The worm has a despicable track record of 3.5 million victims in over 20 countries throughout Asia and Africa, but thanks to the efforts of former president Carter, the number of current infected has dwindled to 22 people. 30 years of effort and one life pledge later Carter has mobilized thousands of volunteers to educate citizens in effected countries on ways to prevent the dissipation of the parasite. Donations of water filtration resources and filtered straws have had tremendous impacts of prevention. However, these victories did come before comprehensive research for president Carter was wise in choosing this formidable enemy.

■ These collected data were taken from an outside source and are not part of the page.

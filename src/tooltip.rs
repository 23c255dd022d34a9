//! Hover tooltip: a two-state (hidden / visible) value toggled by pointer events.
//!
//! The HTML backend embeds the same content and offsets in the page so the
//! browser behaves exactly like [`TooltipState`].

use crate::models::VarianceRecord;
use crate::viz::text::{fmt_celsius, fmt_fixed1, month_name};

/// Tooltip is drawn this far right of the pointer.
pub const OFFSET_X: f64 = 10.0;
/// Tooltip is drawn this far below the pointer (negative = above).
pub const OFFSET_Y: f64 = -30.0;
pub const VISIBLE_OPACITY: f64 = 0.9;

/// Pointer position in page coordinates.
#[derive(Debug, Clone, Copy, PartialEq)]
pub struct Pointer {
    pub x: f64,
    pub y: f64,
}

#[derive(Debug, Clone, PartialEq)]
pub struct Tooltip {
    pub left: f64,
    pub top: f64,
    pub html: String,
    pub data_year: i32,
}

#[derive(Debug, Clone, PartialEq, Default)]
pub enum TooltipState {
    #[default]
    Hidden,
    Visible(Tooltip),
}

impl TooltipState {
    /// Pointer entered a cell.
    pub fn hover(&mut self, record: &VarianceRecord, base: f64, pointer: Pointer) {
        *self = TooltipState::Visible(Tooltip {
            left: pointer.x + OFFSET_X,
            top: pointer.y + OFFSET_Y,
            html: tooltip_html(record, base),
            data_year: record.year,
        });
    }

    /// Pointer left a cell.
    pub fn unhover(&mut self) {
        *self = TooltipState::Hidden;
    }

    pub fn is_visible(&self) -> bool {
        matches!(self, TooltipState::Visible(_))
    }

    pub fn opacity(&self) -> f64 {
        match self {
            TooltipState::Hidden => 0.0,
            TooltipState::Visible(_) => VISIBLE_OPACITY,
        }
    }
}

fn fields(record: &VarianceRecord, base: f64) -> [(&'static str, String); 4] {
    [
        (
            "Date",
            format!("{} {}", month_name(record.month_index()), record.year),
        ),
        ("Variance", fmt_fixed1(record.variance)),
        ("Temperature", fmt_celsius(record.temperature(base))),
        ("Data Year", record.year.to_string()),
    ]
}

/// Tooltip markup: bold labels, one field per line.
pub fn tooltip_html(record: &VarianceRecord, base: f64) -> String {
    fields(record, base)
        .iter()
        .map(|(k, v)| format!("<strong>{k}:</strong> {v}"))
        .collect::<Vec<_>>()
        .join("<br>")
}

/// Plain-text tooltip, one field per line.
pub fn tooltip_text(record: &VarianceRecord, base: f64) -> String {
    fields(record, base)
        .iter()
        .map(|(k, v)| format!("{k}: {v}"))
        .collect::<Vec<_>>()
        .join("\n")
}
use assert_cmd::prelude::*;
use predicates::prelude::*;
use std::process::Command;

const SAMPLE: &str = concat!(env!("CARGO_MANIFEST_DIR"), "/tests/data/sample.json");

#[test]
fn cli_shows_help() {
    let mut cmd = Command::cargo_bin("heatmap").unwrap();
    cmd.arg("--help");
    cmd.assert()
        .success()
        .stdout(predicate::str::contains("heatmap"))
        .stdout(predicate::str::contains("render"));
}

#[test]
fn render_from_local_file() {
    let dir = tempfile::tempdir().unwrap();
    let out = dir.path().join("map.html");
    let mut cmd = Command::cargo_bin("heatmap").unwrap();
    cmd.args(["render", "--input", SAMPLE, "--out"]).arg(&out);
    cmd.assert()
        .success()
        .stderr(predicate::str::contains("Wrote heat map"));
    let html = std::fs::read_to_string(&out).unwrap();
    assert!(html.contains(r#"id="tooltip""#));
}

#[test]
fn stats_prints_summary() {
    let mut cmd = Command::cargo_bin("heatmap").unwrap();
    cmd.args(["stats", "--input", SAMPLE]);
    cmd.assert()
        .success()
        .stdout(predicate::str::contains("records=48"))
        .stdout(predicate::str::contains("years=1908-1911"));
}

#[test]
fn load_failure_renders_nothing() {
    let dir = tempfile::tempdir().unwrap();
    let out = dir.path().join("map.svg");
    let mut cmd = Command::cargo_bin("heatmap").unwrap();
    cmd.args(["render", "--input"])
        .arg(dir.path().join("missing.json"))
        .arg("--out")
        .arg(&out);
    cmd.assert().failure();
    assert!(!out.exists());
}

#[test]
fn url_and_input_conflict() {
    let mut cmd = Command::cargo_bin("heatmap").unwrap();
    cmd.args([
        "stats",
        "--input",
        SAMPLE,
        "--url",
        "http://localhost/none.json",
    ]);
    cmd.assert().failure();
}

#[test]
fn width_must_be_positive_and_finite() {
    let dir = tempfile::tempdir().unwrap();
    let out = dir.path().join("map.svg");
    for width in ["--width=-500", "--width=NaN", "--width=0", "--width=1e9"] {
        let mut cmd = Command::cargo_bin("heatmap").unwrap();
        cmd.args(["render", "--input", SAMPLE, width, "--out"]).arg(&out);
        cmd.assert()
            .failure()
            .stderr(predicate::str::contains("--width"));
        assert!(!out.exists());
    }
}

#[test]
fn layout_file_overrides_defaults() {
    let dir = tempfile::tempdir().unwrap();
    let layout = dir.path().join("layout.json");
    std::fs::write(&layout, r#"{"width": 480, "height": 240, "font_px": 12}"#).unwrap();
    let out = dir.path().join("map.svg");
    let mut cmd = Command::cargo_bin("heatmap").unwrap();
    cmd.args(["render", "--input", SAMPLE, "--layout"])
        .arg(&layout)
        .arg("--out")
        .arg(&out);
    cmd.assert().success();
    let doc = std::fs::read_to_string(&out).unwrap();
    // canvas = 480 + left 60 + right 20
    assert!(doc.contains(r#"width="560""#), "{doc}");
}

#[test]
fn invalid_layout_file_is_rejected() {
    let dir = tempfile::tempdir().unwrap();
    let layout = dir.path().join("layout.json");
    std::fs::write(&layout, r#"{"margin": {"top": -5, "right": 0, "bottom": 0, "left": 0}}"#).unwrap();
    let out = dir.path().join("map.svg");
    let mut cmd = Command::cargo_bin("heatmap").unwrap();
    cmd.args(["render", "--input", SAMPLE, "--layout"])
        .arg(&layout)
        .arg("--out")
        .arg(&out);
    cmd.env_remove("RUST_LOG")
        .assert()
        .failure()
        .stderr(predicate::str::contains("margin.top"));
    assert!(!out.exists());
}

#[test]
fn stats_as_json() {
    let mut cmd = Command::cargo_bin("heatmap").unwrap();
    cmd.args(["stats", "--json", "--input", SAMPLE]);
    let output = cmd.assert().success().get_output().stdout.clone();
    let v: serde_json::Value = serde_json::from_slice(&output).unwrap();
    assert_eq!(v["records"], 48);
    assert_eq!(v["first_year"], 1908);
    assert_eq!(v["last_year"], 1911);
}

#[test]
fn failure_is_reported_once() {
    let dir = tempfile::tempdir().unwrap();
    let mut cmd = Command::cargo_bin("heatmap").unwrap();
    cmd.env_remove("RUST_LOG")
        .args(["stats", "--input"])
        .arg(dir.path().join("missing.json"));
    let output = cmd.assert().failure().code(1).get_output().stderr.clone();
    let stderr = String::from_utf8_lossy(&output);
    assert_eq!(stderr.matches("missing.json").count(), 1, "{stderr}");
}

// Live test (opt-in): cargo test --features online
#[cfg(feature = "online")]
#[test]
fn render_online_dataset() {
    let dir = tempfile::tempdir().unwrap();
    let out = dir.path().join("map.svg");
    let mut cmd = Command::cargo_bin("heatmap").unwrap();
    cmd.args(["render", "--stats", "--out"]).arg(&out);
    cmd.assert()
        .success()
        .stdout(predicate::str::contains("years=1753-2015"));
    assert!(out.exists());
}
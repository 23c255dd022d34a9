use crate::error::HeatmapError;
use serde::{Deserialize, Serialize};

/// The dataset as published by the endpoint: a base temperature and one
/// variance record per (year, month).
///
/// ```json
/// { "baseTemperature": 8.66,
///   "monthlyVariance": [ { "year": 1753, "month": 1, "variance": -1.366 } ] }
/// ```
#[derive(Debug, Clone, Serialize, Deserialize, PartialEq)]
#[serde(rename_all = "camelCase")]
pub struct Dataset {
    /// Base temperature in °C.
    pub base_temperature: f64,
    /// Records in publication order (chronological in the upstream data).
    pub monthly_variance: Vec<VarianceRecord>,
}

/// One month's deviation from the base temperature.
#[derive(Debug, Clone, Copy, Serialize, Deserialize, PartialEq)]
pub struct VarianceRecord {
    pub year: i32,
    /// Calendar month, 1 = January.
    pub month: u32,
    /// °C delta from [`Dataset::base_temperature`].
    pub variance: f64,
}

impl VarianceRecord {
    /// Absolute temperature for this record given the dataset's base.
    #[inline]
    pub fn temperature(&self, base: f64) -> f64 {
        base + self.variance
    }

    /// Zero-based month index (0 = January) used by the vertical scale.
    ///
    /// Callers must have validated the record; month 0 saturates to 0.
    #[inline]
    pub fn month_index(&self) -> u32 {
        self.month.saturating_sub(1)
    }
}

impl Dataset {
    /// Check the invariants the renderer relies on.
    ///
    /// An empty record list is accepted here; [`crate::viz::build_scene`]
    /// rejects it separately because the header needs a year range.
    pub fn validate(&self) -> Result<(), HeatmapError> {
        if !self.base_temperature.is_finite() {
            return Err(HeatmapError::NonFiniteBase);
        }
        for (index, r) in self.monthly_variance.iter().enumerate() {
            if !(1..=12).contains(&r.month) {
                return Err(HeatmapError::MonthOutOfRange {
                    index,
                    month: r.month,
                });
            }
            if !r.variance.is_finite() {
                return Err(HeatmapError::NonFiniteVariance { index });
            }
        }
        Ok(())
    }

    pub fn is_empty(&self) -> bool {
        self.monthly_variance.is_empty()
    }

    /// Year of the first and last record, in dataset order.
    pub fn year_span(&self) -> Option<(i32, i32)> {
        let first = self.monthly_variance.first()?;
        let last = self.monthly_variance.last()?;
        Some((first.year, last.year))
    }

    /// Iterator over `(record, temperature)` pairs.
    pub fn temperatures(&self) -> impl Iterator<Item = (&VarianceRecord, f64)> + '_ {
        let base = self.base_temperature;
        self.monthly_variance.iter().map(move |r| (r, r.temperature(base)))
    }
}
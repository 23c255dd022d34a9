//! Label formatting.

use chrono::Month;

/// Full English month name for a zero-based index (0 = January).
/// Out-of-range indices yield an empty string.
pub fn month_name(index: u32) -> &'static str {
    index
        .checked_add(1)
        .and_then(|m| u8::try_from(m).ok())
        .and_then(|m| Month::try_from(m).ok())
        .map(|m| m.name())
        .unwrap_or("")
}

/// Round to one decimal, ties away from zero (`0.25` → `0.3`).
/// `{:.1}` alone rounds exact binary ties to even.
fn round1(v: f64) -> f64 {
    (v * 10.0).round() / 10.0
}

/// One decimal place, e.g. `-0.5`.
pub fn fmt_fixed1(v: f64) -> String {
    format!("{:.1}", round1(v))
}

/// Temperature label with one decimal and the Celsius sign, e.g. `7.5 ℃`.
pub fn fmt_celsius(v: f64) -> String {
    format!("{:.1} ℃", round1(v))
}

Unlike swine flu or avian flu, The Guinea Worm attaches to,  as previously understood, to two hosts: humans and domesticated dogs. Studying those targets sets made it much easier for contingency. As of recently however, it was discovered that the remaining 22 people plagued by the parasite contracted the worm from eating raw fish. Throwing a wrench into machine of extinction. The worms of these last hosts have since died and Africans have been educated to properly dispose of fish entrails and cook any fish they plan to ingest. To guarantee the title of extinction there must not be any new reports of outbreaks for three years. If his efforts present themselves successful Carter, now 91 years young, will hopefully be meeting his goal of outliving this vicious parasite.